Save the full simulation state
This is an often-requested feature that I have personally
been looking forward to for many years. When you think of states in a model,
often we think of the continuous and discrete states of the system. Many
blocks, like the Transport Delay and Stateflow blocks, store their state
information in work vectors that are not part of the continuous or discrete
states of the model. With the R2009a release of Simulink, you can store the
complete SimState at the end of the simulation.

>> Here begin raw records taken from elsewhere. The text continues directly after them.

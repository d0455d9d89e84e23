//! Document serialization
//!
//! A [`Serializer`] turns documents into JSON payload trees and back, and
//! declares the field-naming rule its output follows. The translator reads
//! that rule so predicate paths spell fields the way payloads do.

use serde::de::DeserializeOwned;
use serde::Serialize;
use serde_json::Value;
use stratadoc_core::{FieldNaming, Result};

/// Converts documents to and from payload trees
pub trait Serializer: Send + Sync {
    /// Naming rule the produced payloads follow
    fn naming(&self) -> FieldNaming;

    /// Document to payload tree
    fn serialize<T: Serialize>(&self, document: &T) -> Result<Value>;

    /// Payload tree to document
    fn deserialize<T: DeserializeOwned>(&self, payload: Value) -> Result<T>;

    /// Payload tree to stored text
    fn encode(&self, payload: &Value) -> Result<String> {
        Ok(serde_json::to_string(payload)?)
    }

    /// Stored text to payload tree
    fn decode(&self, text: &str) -> Result<Value> {
        Ok(serde_json::from_str(text)?)
    }
}

/// serde_json serializer
///
/// `naming` must agree with the `rename_all` attribute on the stored types;
/// the default is camelCase.
#[derive(Debug, Clone, Copy, Default, PartialEq, Eq)]
pub struct JsonSerializer {
    naming: FieldNaming,
}

impl JsonSerializer {
    /// Serializer declaring the given naming rule
    pub fn new(naming: FieldNaming) -> Self {
        JsonSerializer { naming }
    }
}

impl Serializer for JsonSerializer {
    fn naming(&self) -> FieldNaming {
        self.naming
    }

    fn serialize<T: Serialize>(&self, document: &T) -> Result<Value> {
        Ok(serde_json::to_value(document)?)
    }

    fn deserialize<T: DeserializeOwned>(&self, payload: Value) -> Result<T> {
        Ok(serde_json::from_value(payload)?)
    }
}
//! Storage engine for stratadoc
//!
//! This crate maps document collections onto one SQLite database:
//! - [`Database`]: connection, schema, configuration, transactions
//! - [`CollectionCatalog`]: collection names to internal ids
//! - [`IndexManager`]: partial expression indexes on document fields
//! - [`Collection`]: typed CRUD and queries over one collection
//! - [`Serializer`]: payload encoding, with [`JsonSerializer`] as default
//!
//! Predicates are compiled by `stratadoc-query`; this crate only scopes the
//! resulting clause to a collection and runs it.

#![warn(missing_docs)]
#![warn(clippy::all)]

pub mod catalog;
pub mod collection;
pub mod database;
pub mod index;
pub mod serializer;

pub use catalog::{validate_name, CollectionCatalog, CollectionInfo};
pub use collection::{Collection, FindOptions, SortOrder, StoredDocument};
pub use database::{Database, Row, SqlValue, StoreConfig, Transaction, CONFIG_FILE_NAME};
pub use index::{IndexInfo, IndexManager, IndexOptions};
pub use serializer::{JsonSerializer, Serializer};
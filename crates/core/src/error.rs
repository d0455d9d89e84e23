//! Error types for stratadoc
//!
//! This module defines the single error type shared by every layer.
//! We use `thiserror` for automatic `Display` and `Error` trait implementations.
//!
//! Native storage-engine faults are carried unchanged inside [`Error::Storage`];
//! only unique-constraint violations are translated (into [`Error::DuplicateKey`]).

use crate::limits::LimitError;
use thiserror::Error;

/// Result type alias for stratadoc operations
pub type Result<T> = std::result::Result<T, Error>;

/// Boxed source error from the storage engine
pub type StorageSource = Box<dyn std::error::Error + Send + Sync + 'static>;

/// Error types for stratadoc
#[derive(Debug, Error)]
pub enum Error {
    /// A predicate contains a construct that cannot be translated
    #[error("invalid query: unsupported expression `{expression}`: {reason}")]
    InvalidQuery {
        /// Rendering of the offending subexpression
        expression: String,
        /// Why it was rejected
        reason: String,
    },

    /// Malformed argument (identifier text, field path, collection name)
    #[error("invalid argument: {0}")]
    InvalidArgument(String),

    /// Unique constraint violated
    #[error("duplicate key {value} in collection '{collection}'")]
    DuplicateKey {
        /// Collection the write targeted
        collection: String,
        /// The colliding value
        value: String,
    },

    /// Collection has not been created
    #[error("collection not found: {0}")]
    CollectionNotFound(String),

    /// Serialization/deserialization error
    #[error("serialization error: {0}")]
    Serialization(String),

    /// Document or path exceeds a configured limit
    #[error(transparent)]
    Limit(#[from] LimitError),

    /// Invalid configuration value
    #[error("configuration error: {0}")]
    Config(String),

    /// Storage engine fault, propagated as-is
    #[error("storage error: {0}")]
    Storage(#[source] StorageSource),
}

impl Error {
    /// Build an `InvalidQuery` error for a rejected subexpression
    pub fn invalid_query(expression: impl Into<String>, reason: impl Into<String>) -> Self {
        Error::InvalidQuery {
            expression: expression.into(),
            reason: reason.into(),
        }
    }

    /// Build an `InvalidArgument` error
    pub fn invalid_argument(msg: impl Into<String>) -> Self {
        Error::InvalidArgument(msg.into())
    }

    /// Build a `DuplicateKey` error
    pub fn duplicate_key(collection: impl Into<String>, value: impl Into<String>) -> Self {
        Error::DuplicateKey {
            collection: collection.into(),
            value: value.into(),
        }
    }

    /// Wrap a native storage-engine error
    pub fn storage(source: impl std::error::Error + Send + Sync + 'static) -> Self {
        Error::Storage(Box::new(source))
    }

    /// Check if this is a duplicate-key error
    pub fn is_duplicate_key(&self) -> bool {
        matches!(self, Error::DuplicateKey { .. })
    }

    /// Check if this is an invalid-query error
    pub fn is_invalid_query(&self) -> bool {
        matches!(self, Error::InvalidQuery { .. })
    }

    /// Check if this is a collection-not-found error
    pub fn is_not_found(&self) -> bool {
        matches!(self, Error::CollectionNotFound(_))
    }
}

impl From<serde_json::Error> for Error {
    fn from(e: serde_json::Error) -> Self {
        Error::Serialization(e.to_string())
    }
}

You can use the SimState to initialize the model and restart
the simulation exactly at the point where it stopped.
Model Reference Parallel Build
If you use Model Reference and you have a license for the
Parallel Computing Toolbox, you may be able to improve your build time on
multi-core machines. Part of initialization for reference models involves
building the accelerated reference model. Depending on the hierarchy of your
reference models, you may be able to take advantage of the multiple cores on
you computer during this build process.

When the hierarchy has many parallel models with no dependencies,
these build in parallel on local MATLAB workers.
Smart Guides
Now, as you are laying out blocks in your model, guides show
up and the blocks snap into alignment with other blocks in the model. This is
a lot of fun and makes it easy to keep your model clean as you build.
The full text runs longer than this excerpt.